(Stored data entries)
★ ★ ★ ★ ★
//! OpenAI Chat Completions client
//!
//! The system prompt travels as the first `system` message. Forced tools
//! use the function-calling shape, and tool arguments arrive as a JSON
//! string that is decoded here.

use async_trait::async_trait;
use futures::StreamExt;
use reqwest::RequestBuilder;
use serde::Deserialize;
use serde_json::{Value, json};
use tokio::sync::mpsc;
use tracing::debug;

use super::transport::{Endpoint, StreamState, fail_stream};
use super::{CompletionRequest, CompletionResponse, LlmClient, LlmError, StopReason, StreamChunk, TokenUsage, ToolCall};
use crate::config::LlmConfig;

const COMPLETIONS_PATH: &str = "/v1/chat/completions";
const DONE_MARKER: &str = "[DONE]";

/// Reasoning model families reject `max_tokens`
fn takes_completion_tokens(model: &str) -> bool {
    ["gpt-5", "o1", "o3", "o4"].iter().any(|prefix| model.starts_with(prefix))
}

pub struct OpenAIClient {
    endpoint: Endpoint,
}

impl OpenAIClient {
    pub fn from_config(config: &LlmConfig) -> Result<Self, LlmError> {
        Ok(Self {
            endpoint: Endpoint::from_config(config)?,
        })
    }

    fn body(&self, request: &CompletionRequest, stream: bool) -> Value {
        debug!(model = %self.endpoint.model, tools = request.tools.len(), stream, "OpenAIClient::body: called");
        let mut messages = Vec::with_capacity(request.messages.len() + 1);
        messages.push(json!({ "role": "system", "content": request.system_prompt }));
        messages.extend(request.messages.iter().map(|m| json!(m)));

        let token_field = if takes_completion_tokens(&self.endpoint.model) {
            "max_completion_tokens"
        } else {
            "max_tokens"
        };

        let mut body = json!({ "model": self.endpoint.model, "messages": messages });
        body[token_field] = json!(self.endpoint.cap(request.max_tokens));

        if !request.tools.is_empty() {
            let tools: Vec<Value> = request.tools.iter().map(|t| t.to_openai_schema()).collect();
            body["tools"] = Value::Array(tools);
            body["tool_choice"] = request
                .tool_choice
                .as_ref()
                .map(|name| json!({ "type": "function", "function": { "name": name } }))
                .unwrap_or_else(|| json!("auto"));
        }

        if stream {
            body["stream"] = json!(true);
            body["stream_options"] = json!({ "include_usage": true });
        }

        body
    }

    fn post(&self, body: &Value) -> RequestBuilder {
        self.endpoint
            .http
            .post(self.endpoint.url(COMPLETIONS_PATH))
            .bearer_auth(&self.endpoint.api_key)
            .json(body)
    }
}

#[async_trait]
impl LlmClient for OpenAIClient {
    async fn complete(&self, request: CompletionRequest) -> Result<CompletionResponse, LlmError> {
        debug!(model = %self.endpoint.model, "OpenAIClient::complete: called");
        let body = self.body(&request, false);
        let response = self.endpoint.send(self.post(&body)).await?;
        let reply: ChatReply = response.json().await?;
        let parsed = reply.into_completion()?;
        debug!(total_tokens = parsed.usage.total(), tool_calls = parsed.tool_calls.len(), "OpenAIClient::complete: done");
        Ok(parsed)
    }

    async fn stream(
        &self,
        request: CompletionRequest,
        chunk_tx: mpsc::Sender<StreamChunk>,
    ) -> Result<CompletionResponse, LlmError> {
        debug!(model = %self.endpoint.model, "OpenAIClient::stream: called");
        let body = self.body(&request, true);

        let response = match self.endpoint.send(self.post(&body)).await {
            Ok(response) => response,
            Err(e) => return Err(fail_stream(&chunk_tx, e).await),
        };

        let mut bytes = response.bytes_stream();
        let mut lines = LineBuffer::default();
        let mut state = StreamState::default();

        while let Some(next) = bytes.next().await {
            let chunk = match next {
                Ok(chunk) => chunk,
                Err(e) => return Err(fail_stream(&chunk_tx, self.endpoint.transport_error(e)).await),
            };

            for line in lines.push(&chunk) {
                let Some(data) = sse_data(&line) else {
                    continue;
                };
                let Ok(delta) = serde_json::from_str::<StreamDelta>(data) else {
                    debug!("OpenAIClient::stream: skipping unparsable event");
                    continue;
                };

                if let Some(choice) = delta.choices.into_iter().next() {
                    if let Some(text) = choice.delta.content {
                        state.push_text(&chunk_tx, &text).await;
                    }
                    if let Some(reason) = choice.finish_reason {
                        state.stop_reason = Some(StopReason::from_openai(&reason));
                    }
                }
                // Only the final event carries usage
                if let Some(usage) = delta.usage {
                    state.usage = usage.into();
                }
            }
        }

        Ok(state.finish(&chunk_tx).await)
    }
}

/// Splits raw stream bytes into lines
///
/// Bytes are held until a newline arrives, so a UTF-8 sequence split
/// across network chunks is decoded whole.
#[derive(Debug, Default)]
struct LineBuffer {
    pending: Vec<u8>,
}

impl LineBuffer {
    /// Append `bytes` and drain every complete line
    fn push(&mut self, bytes: &[u8]) -> Vec<String> {
        self.pending.extend_from_slice(bytes);
        let mut lines = Vec::new();
        while let Some(newline) = self.pending.iter().position(|&b| b == b'\n') {
            let line: Vec<u8> = self.pending.drain(..=newline).collect();
            lines.push(String::from_utf8_lossy(&line).into_owned());
        }
        lines
    }
}

/// Payload of a `data:` line, excluding the terminal marker
fn sse_data(line: &str) -> Option<&str> {
    let data = line.trim().strip_prefix("data:")?.trim_start();
    (!data.is_empty() && data != DONE_MARKER).then_some(data)
}

// Wire shapes

#[derive(Debug, Deserialize)]
struct ChatReply {
    choices: Vec<ReplyChoice>,
    #[serde(default)]
    usage: Usage,
}

impl ChatReply {
    fn into_completion(self) -> Result<CompletionResponse, LlmError> {
        let choice = self
            .choices
            .into_iter()
            .next()
            .ok_or_else(|| LlmError::InvalidResponse("Response has no choices".to_string()))?;

        let tool_calls = choice
            .message
            .tool_calls
            .unwrap_or_default()
            .into_iter()
            .map(|call| {
                Ok(ToolCall {
                    id: call.id,
                    name: call.function.name,
                    input: serde_json::from_str(&call.function.arguments)?,
                })
            })
            .collect::<Result<Vec<_>, LlmError>>()?;

        Ok(CompletionResponse {
            content: choice.message.content,
            tool_calls,
            stop_reason: choice
                .finish_reason
                .as_deref()
                .map(StopReason::from_openai)
                .unwrap_or(StopReason::EndTurn),
            usage: self.usage.into(),
        })
    }
}

#[derive(Debug, Deserialize)]
struct ReplyChoice {
    message: ReplyMessage,
    finish_reason: Option<String>,
}

#[derive(Debug, Deserialize)]
struct ReplyMessage {
    content: Option<String>,
    tool_calls: Option<Vec<FunctionCall>>,
}

#[derive(Debug, Deserialize)]
struct FunctionCall {
    id: String,
    function: FunctionPayload,
}

#[derive(Debug, Deserialize)]
struct FunctionPayload {
    name: String,
    arguments: String,
}

#[derive(Debug, Default, Deserialize)]
struct Usage {
    #[serde(default)]
    prompt_tokens: u64,
    #[serde(default)]
    completion_tokens: u64,
}

impl From<Usage> for TokenUsage {
    fn from(usage: Usage) -> Self {
        TokenUsage {
            input_tokens: usage.prompt_tokens,
            output_tokens: usage.completion_tokens,
        }
    }
}

#[derive(Debug, Deserialize)]
struct StreamDelta {
    #[serde(default)]
    choices: Vec<DeltaChoice>,
    usage: Option<Usage>,
}

#[derive(Debug, Deserialize)]
struct DeltaChoice {
    delta: DeltaBody,
    finish_reason: Option<String>,
}

#[derive(Debug, Deserialize)]
struct DeltaBody {
    content: Option<String>,
}

#[cfg(test)]
mod tests {
    use super::*;
    use crate::llm::transport::test_server;
    use crate::llm::{Message, ToolDefinition};
    use reqwest::Client;
    use std::sync::atomic::Ordering;

    fn client(model: &str, max_tokens: u32) -> OpenAIClient {
        client_at("https://api.openai.com", model, max_tokens)
    }

    fn client_at(base_url: &str, model: &str, max_tokens: u32) -> OpenAIClient {
        OpenAIClient {
            endpoint: Endpoint {
                model: model.to_string(),
                api_key: "test-key".to_string(),
                base_url: base_url.to_string(),
                http: Client::new(),
                max_tokens,
                timeout: std::time::Duration::from_secs(30),
            },
        }
    }

    #[test]
    fn test_system_prompt_leads_messages() {
        let request = CompletionRequest::new("You are helpful", vec![Message::user("Hello")], 1000);

        let body = client("gpt-4o", 8192).body(&request, false);

        assert_eq!(body["model"], "gpt-4o");
        assert_eq!(body["max_tokens"], 1000);
        assert_eq!(body["messages"][0], json!({"role": "system", "content": "You are helpful"}));
        assert_eq!(body["messages"][1], json!({"role": "user", "content": "Hello"}));
        assert!(body.get("tools").is_none());
        assert!(body.get("stream").is_none());
    }

    #[test]
    fn test_reasoning_models_use_completion_tokens() {
        let request = CompletionRequest::new("Test", vec![], 5000);
        let body = client("o3-mini", 1000).body(&request, false);
        assert_eq!(body["max_completion_tokens"], 1000);
        assert!(body.get("max_tokens").is_none());
    }

    #[test]
    fn test_forced_tool_and_stream_options() {
        let request = CompletionRequest::new("sys", vec![Message::user("go")], 100).with_forced_tool(
            ToolDefinition::new("submit_week_plan", "Submit", json!({"type": "object"})),
        );

        let body = client("gpt-4o", 8192).body(&request, true);

        assert_eq!(body["tools"][0]["function"]["name"], "submit_week_plan");
        assert_eq!(body["tool_choice"]["function"]["name"], "submit_week_plan");
        assert_eq!(body["stream_options"]["include_usage"], true);
    }

    #[test]
    fn test_tool_arguments_decoded() {
        let reply: ChatReply = serde_json::from_value(json!({
            "choices": [{
                "message": {
                    "content": null,
                    "tool_calls": [{
                        "id": "call_1",
                        "type": "function",
                        "function": {"name": "submit_week_plan", "arguments": "{\"plans\":[]}"}
                    }]
                },
                "finish_reason": "tool_calls"
            }],
            "usage": {"prompt_tokens": 3, "completion_tokens": 4}
        }))
        .unwrap();

        let parsed = reply.into_completion().unwrap();

        assert_eq!(parsed.tool_calls[0].input["plans"], json!([]));
        assert_eq!(parsed.stop_reason, StopReason::ToolUse);
        assert_eq!(parsed.usage.total(), 7);
    }

    #[test]
    fn test_bad_tool_arguments_are_an_error() {
        let reply: ChatReply = serde_json::from_value(json!({
            "choices": [{
                "message": {"tool_calls": [{"id": "c", "function": {"name": "f", "arguments": "{not json"}}]},
                "finish_reason": "tool_calls"
            }]
        }))
        .unwrap();
        assert!(matches!(reply.into_completion(), Err(LlmError::Json(_))));
    }

    #[test]
    fn test_reply_without_choices_is_invalid() {
        let reply: ChatReply = serde_json::from_value(json!({"choices": []})).unwrap();
        assert!(matches!(reply.into_completion(), Err(LlmError::InvalidResponse(_))));
    }

    #[test]
    fn test_sse_data_lines() {
        assert_eq!(sse_data("data: {\"a\":1}\n"), Some("{\"a\":1}"));
        assert_eq!(sse_data("data:{}\r\n"), Some("{}"));
        assert_eq!(sse_data("data: [DONE]\n"), None);
        assert_eq!(sse_data(": keep-alive\n"), None);
        assert_eq!(sse_data("\n"), None);
    }

    #[test]
    fn test_multibyte_char_split_across_chunks() {
        let event = "data: {\"choices\":[{\"delta\":{\"content\":\"café\"}}]}\n".as_bytes();
        let split = event.iter().position(|&b| b == 0xC3).unwrap() + 1;
        let mut lines = LineBuffer::default();

        assert!(lines.push(&event[..split]).is_empty());
        let decoded = lines.push(&event[split..]);

        assert_eq!(decoded.len(), 1);
        let delta: StreamDelta = serde_json::from_str(sse_data(&decoded[0]).unwrap()).unwrap();
        assert_eq!(delta.choices[0].delta.content.as_deref(), Some("café"));
    }

    #[test]
    fn test_line_buffer_holds_partial_line() {
        let mut lines = LineBuffer::default();
        assert_eq!(lines.push(b"data: 1\ndata: "), vec!["data: 1\n".to_string()]);
        assert_eq!(lines.push(b"2\n\n"), vec!["data: 2\n".to_string(), "\n".to_string()]);
    }

    #[tokio::test]
    async fn test_server_error_is_not_resent() {
        let (base_url, hits) = test_server::serve("503 Service Unavailable", "", "{}").await;
        let request = CompletionRequest::new("sys", vec![Message::user("Hello")], 100);

        let result = client_at(&base_url, "gpt-4o", 1000).complete(request).await;

        assert!(matches!(result, Err(LlmError::ApiError { status: 503, .. })));
        assert_eq!(hits.load(Ordering::SeqCst), 1);
    }

    #[tokio::test]
    async fn test_stream_keeps_multibyte_text() {
        let (base_url, _) = test_server::serve(
            "200 OK",
            "content-type: text/event-stream\r\n",
            "data: {\"choices\":[{\"delta\":{\"content\":\"caf\u{e9} \"}}]}\n\ndata: {\"choices\":[{\"delta\":{\"content\":\"ol\u{e9}\"},\"finish_reason\":\"stop\"}]}\n\ndata: [DONE]\n\n",
        )
        .await;
        let (tx, _rx) = mpsc::channel(16);
        let request = CompletionRequest::new("sys", vec![Message::user("Hello")], 100);

        let reply = client_at(&base_url, "gpt-4o", 1000).stream(request, tx).await.unwrap();

        assert_eq!(reply.content.as_deref(), Some("café olé"));
        assert_eq!(reply.stop_reason, StopReason::EndTurn);
    }
}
★ ★ ★ ★ ★
Filter the preceding entries down to the lines with "crate".

use crate::config::LlmConfig;
    use crate::llm::transport::test_server;
    use crate::llm::{Message, ToolDefinition};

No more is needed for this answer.